> RECORDS TO USE:

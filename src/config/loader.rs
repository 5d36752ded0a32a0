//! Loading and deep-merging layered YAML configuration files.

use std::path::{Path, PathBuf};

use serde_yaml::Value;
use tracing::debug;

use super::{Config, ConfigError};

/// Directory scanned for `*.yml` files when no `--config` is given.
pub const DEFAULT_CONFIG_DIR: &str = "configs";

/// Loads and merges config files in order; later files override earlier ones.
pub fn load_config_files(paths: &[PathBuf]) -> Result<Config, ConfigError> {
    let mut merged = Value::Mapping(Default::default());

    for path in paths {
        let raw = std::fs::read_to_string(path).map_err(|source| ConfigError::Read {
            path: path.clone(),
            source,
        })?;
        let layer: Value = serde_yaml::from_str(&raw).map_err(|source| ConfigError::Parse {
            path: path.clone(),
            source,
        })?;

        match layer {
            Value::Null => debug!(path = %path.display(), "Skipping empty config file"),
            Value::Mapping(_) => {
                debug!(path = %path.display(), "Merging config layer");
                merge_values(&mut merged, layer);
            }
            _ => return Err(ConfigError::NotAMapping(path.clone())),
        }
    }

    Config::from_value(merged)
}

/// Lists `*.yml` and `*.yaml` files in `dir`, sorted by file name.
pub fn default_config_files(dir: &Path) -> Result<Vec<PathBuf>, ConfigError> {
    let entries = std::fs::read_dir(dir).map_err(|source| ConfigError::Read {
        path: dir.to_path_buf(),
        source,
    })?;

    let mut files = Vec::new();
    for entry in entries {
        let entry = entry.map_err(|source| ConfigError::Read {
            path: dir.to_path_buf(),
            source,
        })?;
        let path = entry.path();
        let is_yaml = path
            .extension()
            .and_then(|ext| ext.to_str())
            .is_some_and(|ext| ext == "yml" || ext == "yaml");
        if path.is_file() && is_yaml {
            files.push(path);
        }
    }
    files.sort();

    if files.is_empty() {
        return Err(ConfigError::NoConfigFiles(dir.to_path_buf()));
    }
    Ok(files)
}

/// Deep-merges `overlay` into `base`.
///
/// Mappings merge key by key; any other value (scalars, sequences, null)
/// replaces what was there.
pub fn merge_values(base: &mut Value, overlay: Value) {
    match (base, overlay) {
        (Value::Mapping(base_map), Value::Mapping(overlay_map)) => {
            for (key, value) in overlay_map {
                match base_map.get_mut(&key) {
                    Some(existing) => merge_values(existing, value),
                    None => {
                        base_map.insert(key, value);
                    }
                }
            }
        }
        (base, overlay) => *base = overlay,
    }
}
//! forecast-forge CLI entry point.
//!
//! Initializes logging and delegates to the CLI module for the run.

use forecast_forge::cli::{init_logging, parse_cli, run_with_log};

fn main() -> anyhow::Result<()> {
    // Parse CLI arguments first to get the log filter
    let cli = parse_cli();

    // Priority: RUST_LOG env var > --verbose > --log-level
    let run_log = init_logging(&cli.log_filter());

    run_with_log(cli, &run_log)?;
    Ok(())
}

...

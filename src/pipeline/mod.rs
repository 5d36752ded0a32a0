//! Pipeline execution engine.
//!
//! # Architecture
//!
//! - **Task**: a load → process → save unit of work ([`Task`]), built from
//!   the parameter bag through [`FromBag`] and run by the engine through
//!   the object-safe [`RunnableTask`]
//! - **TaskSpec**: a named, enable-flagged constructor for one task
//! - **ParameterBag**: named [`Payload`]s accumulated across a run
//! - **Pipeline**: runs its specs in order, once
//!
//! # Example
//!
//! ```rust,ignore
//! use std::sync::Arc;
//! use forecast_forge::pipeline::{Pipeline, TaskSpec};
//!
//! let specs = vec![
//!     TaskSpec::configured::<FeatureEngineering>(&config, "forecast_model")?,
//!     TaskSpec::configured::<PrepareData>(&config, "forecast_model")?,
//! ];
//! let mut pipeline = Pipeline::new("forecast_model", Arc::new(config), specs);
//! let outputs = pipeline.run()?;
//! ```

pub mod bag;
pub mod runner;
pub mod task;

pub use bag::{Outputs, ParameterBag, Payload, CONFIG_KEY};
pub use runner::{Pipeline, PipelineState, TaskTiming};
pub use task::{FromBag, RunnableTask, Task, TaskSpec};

> ACTIVITY: Take from the material above the lines running from the one with "YAML configuration files." through the one with "pub const DEFAULT_CONFIG_DIR: &str", and repeat them exactly, with nothing else.

> THE ANSWER:
//! Loading and deep-merging layered YAML configuration files.

use std::path::{Path, PathBuf};

use serde_yaml::Value;
use tracing::debug;

use super::{Config, ConfigError};

/// Directory scanned for `*.yml` files when no `--config` is given.
pub const DEFAULT_CONFIG_DIR: &str = "configs";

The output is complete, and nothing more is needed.